AudioTel Uses RFID to Protect Financial Data

By Claire Swedberg

A provider of software and services for financial institutions, the company is using an RFID-based access-control and asset-tracking system to prevent theft or loss of banking records.

AudioTel, an Addison, Texas, provider of software and services for financial institutions, is using an RFID-based access-control and asset-tracking system to prevent theft or loss of records pertaining to institutional and retail banking customers.

AudioTel provides payment-processing software including digital-image-based solutions and Web hosting for remote banking. Rick Stadel, AudioTel's senior vice president and chief operating officer, says the company had been seeking a solution that would allow access control for employees at the facility and chose Axcess's ActiveTag system because it used RFID, enabling better, faster access control than, for example, a system based on bar codes.


AudioTel's Rick Stadel

Installed in January, the ActiveTag system uses battery-powered semi-active RFID vehicle tags, personnel badges, key fobs (to identify bags holding magnetic data tapes) and universal sensing appliance (USA) tags. Mounted on doorframes, USA tags contain a sensor that works in conjunction with a magnet to indicate whether a door is open or not. When the tag senses a door is open, it transmits a signal to the system, which then instructs the reader to seek an authorized personnel tag number. If an employee passes through the door without a valid badge, it can send an alert via e-mail or text message to notify AudioTel security that someone entered without a badge.

All 65 AudioTel employees wear a semi-active dual-frequency (126 kHz and 315MHz) RFID-enabled badge that allows the company to control their access to its main facility. The facility is located on the grounds of Addison Airport, where it has airplane hangar doors that open directly onto the airport (for its company planes). The tags not only allow authorized employees to enter the building at its three main doors and several side doors, they also help the company track where employees are at any given time. Two interrogators installed at each door (one inside and one outside) capture the badge number of an employee and discern whether he or she is leaving or entering any particular door.

When an employee approaches the door, a low-frequency (126 kHz) signal, transmitted by the reader, wakes up the badge, which then transmits details via a 315 MHz UHF signal. "The LF used to wake-up the tags allows us to penetrate materials, work around metal and allow for location tracking," says Axcess marketing manager Kelly Stark. "The UHF provides a long-range transmit signal—typically 30 to 100 feet—to reduce infrastructure cost."

The battery-powered tags, when activated, transmit to RFID interrogators connected simultaneously to the enterprise system software via Internet web-based, sequel based TCP/IP, to the existing Lenel security alarm equipment that monitors doors and door locks, and to stand-alone management software.

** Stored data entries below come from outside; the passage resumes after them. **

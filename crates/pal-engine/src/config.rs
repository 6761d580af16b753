//! # Engine Configuration
//!
//! Loaded from YAML. Every field has a default, so an empty document (or no
//! file at all) yields a working configuration.
//!
//! ```yaml
//! shelf_life:
//!   default_days: 730
//!   overrides:
//!     Vaccine: 180
//! reconcile:
//!   min_marker_age_secs: 60
//! ```

use std::collections::BTreeMap;
use std::path::{Path, PathBuf};

use serde::{Deserialize, Serialize};
use thiserror::Error;

use pal_core::Timestamp;

/// Two years, the fixed window products were historically registered with.
pub const DEFAULT_SHELF_LIFE_DAYS: u32 = 730;

/// Markers younger than this are assumed to belong to a registration that
/// is still running.
pub const DEFAULT_MIN_MARKER_AGE_SECS: u64 = 60;

/// Configuration load or validation failure.
#[derive(Error, Debug)]
pub enum ConfigError {
    #[error("failed to read config {path}: {source}")]
    Io {
        path: PathBuf,
        source: std::io::Error,
    },

    #[error("failed to parse config: {0}")]
    Parse(#[from] serde_yaml::Error),

    #[error("invalid config: {0}")]
    Invalid(String),
}

/// Expiry policy: `expiry = manufacturing + shelf life`.
#[derive(Debug, Clone, PartialEq, Eq, Serialize, Deserialize)]
#[serde(deny_unknown_fields)]
pub struct ShelfLifePolicy {
    /// Days applied to any product type without an override.
    #[serde(default = "default_shelf_life_days")]
    pub default_days: u32,
    /// Per-product-type day counts, keyed by exact product type.
    #[serde(default)]
    pub overrides: BTreeMap<String, u32>,
}

fn default_shelf_life_days() -> u32 {
    DEFAULT_SHELF_LIFE_DAYS
}

impl Default for ShelfLifePolicy {
    fn default() -> Self {
        Self {
            default_days: DEFAULT_SHELF_LIFE_DAYS,
            overrides: BTreeMap::new(),
        }
    }
}

impl ShelfLifePolicy {
    /// Shelf life in days for `product_type`.
    pub fn days_for(&self, product_type: &str) -> u32 {
        self.overrides
            .get(product_type)
            .copied()
            .unwrap_or(self.default_days)
    }

    /// Expiry instant for a product manufactured at `manufactured_at`.
    ///
    /// `None` only if the result is outside the representable calendar.
    pub fn expiry(&self, product_type: &str, manufactured_at: Timestamp) -> Option<Timestamp> {
        manufactured_at.checked_add_days(self.days_for(product_type))
    }

    fn validate(&self) -> Result<(), ConfigError> {
        if self.default_days == 0 {
            return Err(ConfigError::Invalid(
                "shelf_life.default_days must be at least 1".to_string(),
            ));
        }
        for (product_type, days) in &self.overrides {
            if product_type.trim().is_empty() {
                return Err(ConfigError::Invalid(
                    "shelf_life.overrides has a blank product type".to_string(),
                ));
            }
            if *days == 0 {
                return Err(ConfigError::Invalid(format!(
                    "shelf_life.overrides.{product_type} must be at least 1"
                )));
            }
        }
        Ok(())
    }
}

/// Reconciliation sweep tuning.
#[derive(Debug, Clone, PartialEq, Eq, Serialize, Deserialize)]
#[serde(deny_unknown_fields)]
pub struct ReconcileConfig {
    #[serde(default = "default_min_marker_age_secs")]
    pub min_marker_age_secs: u64,
}

fn default_min_marker_age_secs() -> u64 {
    DEFAULT_MIN_MARKER_AGE_SECS
}

impl Default for ReconcileConfig {
    fn default() -> Self {
        Self {
            min_marker_age_secs: DEFAULT_MIN_MARKER_AGE_SECS,
        }
    }
}

/// Top-level engine configuration.
#[derive(Debug, Clone, Default, PartialEq, Eq, Serialize, Deserialize)]
#[serde(deny_unknown_fields)]
pub struct EngineConfig {
    #[serde(default)]
    pub shelf_life: ShelfLifePolicy,
    #[serde(default)]
    pub reconcile: ReconcileConfig,
}

impl EngineConfig {
    /// Parse and validate a YAML document.
    pub fn from_yaml_str(yaml: &str) -> Result<Self, ConfigError> {
        let config: Self = if yaml.trim().is_empty() {
            Self::default()
        } else {
            serde_yaml::from_str(yaml)?
        };
        config.shelf_life.validate()?;
        Ok(config)
    }

    /// Read, parse and validate a YAML file.
    pub fn load(path: &Path) -> Result<Self, ConfigError> {
        let yaml = std::fs::read_to_string(path).map_err(|source| ConfigError::Io {
            path: path.to_path_buf(),
            source,
        })?;
        Self::from_yaml_str(&yaml)
    }
}
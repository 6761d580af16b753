//! Display-shaped view over a product's stage history.

use serde::{Deserialize, Serialize};

use pal_core::{Identity, Timestamp};
use pal_ledger::StageEvent;

/// One stage as presented to callers.
#[derive(Debug, Clone, PartialEq, Eq, Serialize, Deserialize)]
pub struct HistoryEntry {
    pub sequence: u64,
    pub stage_name: String,
    pub authenticator: Identity,
    pub recorded_at: Timestamp,
}

impl From<StageEvent> for HistoryEntry {
    fn from(event: StageEvent) -> Self {
        Self {
            sequence: event.sequence,
            stage_name: event.stage_name,
            authenticator: event.authenticator,
            recorded_at: event.timestamp,
        }
    }
}

/// Order stages by ledger sequence.
///
/// Ledger timestamps never decrease along the sequence, so this is also
/// chronological order. The sort is stable.
pub fn history_view(events: Vec<StageEvent>) -> Vec<HistoryEntry> {
    let mut entries: Vec<HistoryEntry> = events.into_iter().map(HistoryEntry::from).collect();
    entries.sort_by_key(|e| e.sequence);
    entries
}
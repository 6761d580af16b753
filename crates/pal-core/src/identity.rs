//! # Identifier Newtypes
//!
//! Validated wrappers for product identifiers, batch numbers, and actor
//! identities. You cannot pass a `BatchNumber` where a `ProductId` is
//! expected, and none of them can be constructed empty.
//!
//! Deserialization goes through the same validating constructor, so a
//! tampered snapshot cannot smuggle in an empty or oversized identifier.

use serde::{Deserialize, Serialize};

use crate::error::ValidationError;

/// Maximum length of a product identifier (store primary key width).
pub const PRODUCT_ID_MAX_LEN: usize = 128;

/// Maximum length of a batch number (store column width).
pub const BATCH_NUMBER_MAX_LEN: usize = 64;

/// Maximum length of an actor identity.
pub const IDENTITY_MAX_LEN: usize = 128;

/// Opaque, immutable product identifier.
#[derive(Debug, Clone, PartialEq, Eq, Hash, PartialOrd, Ord, Serialize, Deserialize)]
#[serde(try_from = "String", into = "String")]
pub struct ProductId(String);

/// Manufacturing batch number.
#[derive(Debug, Clone, PartialEq, Eq, Hash, Serialize, Deserialize)]
#[serde(try_from = "String", into = "String")]
pub struct BatchNumber(String);

/// Identity of an actor on the ledger (an account address or principal name).
#[derive(Debug, Clone, PartialEq, Eq, Hash, PartialOrd, Ord, Serialize, Deserialize)]
#[serde(try_from = "String", into = "String")]
pub struct Identity(String);

impl ProductId {
    /// Validate and wrap a product identifier.
    ///
    /// Leading/trailing whitespace is significant: `" P1"` and `"P1"` are
    /// different products. Only all-whitespace input is rejected as empty.
    pub fn new(s: impl Into<String>) -> Result<Self, ValidationError> {
        let s = s.into();
        require_non_blank("product_id", &s)?;
        require_max_len("product_id", &s, PRODUCT_ID_MAX_LEN)?;
        reject_control("product_id", &s)?;
        Ok(Self(s))
    }

    /// Borrow the identifier.
    pub fn as_str(&self) -> &str {
        &self.0
    }
}

impl BatchNumber {
    /// Validate and wrap a batch number.
    pub fn new(s: impl Into<String>) -> Result<Self, ValidationError> {
        let s = s.into();
        require_non_blank("batch_number", &s)?;
        require_max_len("batch_number", &s, BATCH_NUMBER_MAX_LEN)?;
        reject_control("batch_number", &s)?;
        Ok(Self(s))
    }

    /// Borrow the batch number.
    pub fn as_str(&self) -> &str {
        &self.0
    }
}

impl Identity {
    /// Validate and wrap an actor identity.
    ///
    /// Identities may not contain whitespace; they are compared exactly.
    pub fn new(s: impl Into<String>) -> Result<Self, ValidationError> {
        let s = s.into();
        if s.is_empty() {
            return Err(ValidationError::Empty { field: "identity" });
        }
        require_max_len("identity", &s, IDENTITY_MAX_LEN)?;
        if let Some(found) = s.chars().find(|c| c.is_whitespace() || c.is_control()) {
            return Err(ValidationError::ForbiddenCharacter {
                field: "identity",
                found,
            });
        }
        Ok(Self(s))
    }

    /// Borrow the identity string.
    pub fn as_str(&self) -> &str {
        &self.0
    }
}

fn require_non_blank(field: &'static str, s: &str) -> Result<(), ValidationError> {
    if s.trim().is_empty() {
        return Err(ValidationError::Empty { field });
    }
    Ok(())
}

fn require_max_len(field: &'static str, s: &str, max: usize) -> Result<(), ValidationError> {
    let actual = s.chars().count();
    if actual > max {
        return Err(ValidationError::TooLong { field, max, actual });
    }
    Ok(())
}

fn reject_control(field: &'static str, s: &str) -> Result<(), ValidationError> {
    match s.chars().find(|c| c.is_control()) {
        Some(found) => Err(ValidationError::ForbiddenCharacter { field, found }),
        None => Ok(()),
    }
}

macro_rules! string_newtype_impls {
    ($ty:ident) => {
        impl TryFrom<String> for $ty {
            type Error = ValidationError;

            fn try_from(s: String) -> Result<Self, Self::Error> {
                Self::new(s)
            }
        }

        impl From<$ty> for String {
            fn from(v: $ty) -> String {
                v.0
            }
        }

        impl std::str::FromStr for $ty {
            type Err = ValidationError;

            fn from_str(s: &str) -> Result<Self, Self::Err> {
                Self::new(s)
            }
        }

        impl AsRef<str> for $ty {
            fn as_ref(&self) -> &str {
                &self.0
            }
        }

        impl std::fmt::Display for $ty {
            fn fmt(&self, f: &mut std::fmt::Formatter<'_>) -> std::fmt::Result {
                f.write_str(&self.0)
            }
        }
    };
}

string_newtype_impls!(ProductId);
string_newtype_impls!(BatchNumber);
string_newtype_impls!(Identity);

AudioTel is also using RFID for asset tracking. Inside the building, to keep the system invisible, AudioTel mount RFID interrogator antennas in ceiling tiles throughout the building. "We used a variety of our antennas depending on the application but all are hidden beneath floors, walls, or ceiling," says Stark. The antennas, he says, are hidden for aesthetic reasons.

For asset tracking, employees attach an ActiveTag key fob to a bag of magnetic tapes used for backing up data. They also attach tags to electronic equipment such as computers located in each of three secured locations where there is a reader. If an employee attempts to move a tagged asset such as a computer from that location, the computer's tag will pass near an antenna in the office or at a doorway, activating the tag, which then begins transmitting a signal. The system then records the location of the item, who moved it (based on the signal emitted by the person's RFID-enabled badge) and whether the movement is authorized. If an asset leaves a controlled area without authorization, doors such as those at the facility's front entrance can be locked automatically, and wireless alerts can be sent to security personnel to recover the asset before it leaves the premises.

The system also includes RFID tags for company vehicles to allow AudioTel to track movement of its company vehicles in and out of its parking area. The parking control gate, where employees can enter or exit the parking lot, has an RFID interrogator that must read an authorized RFID badge before it unlocks and opens the gate. That feature, says Stadel, is required since the gate opens into Addison Airport, where controlled access is required.

"What we like is that, unlike with some other access-control systems with a badge and lock, we can have multiple people walk through in a group," he says, and have accurate reads of all those who pass through. "We have people coming and going all day, so that is important to us," he says. Before the RFID system was installed, Stadel says, AudioTel used a keypad that required employees to punch in their ID number.

The next step, Stadel says, will be to use the same RFID system to control access to server rooms within the facility.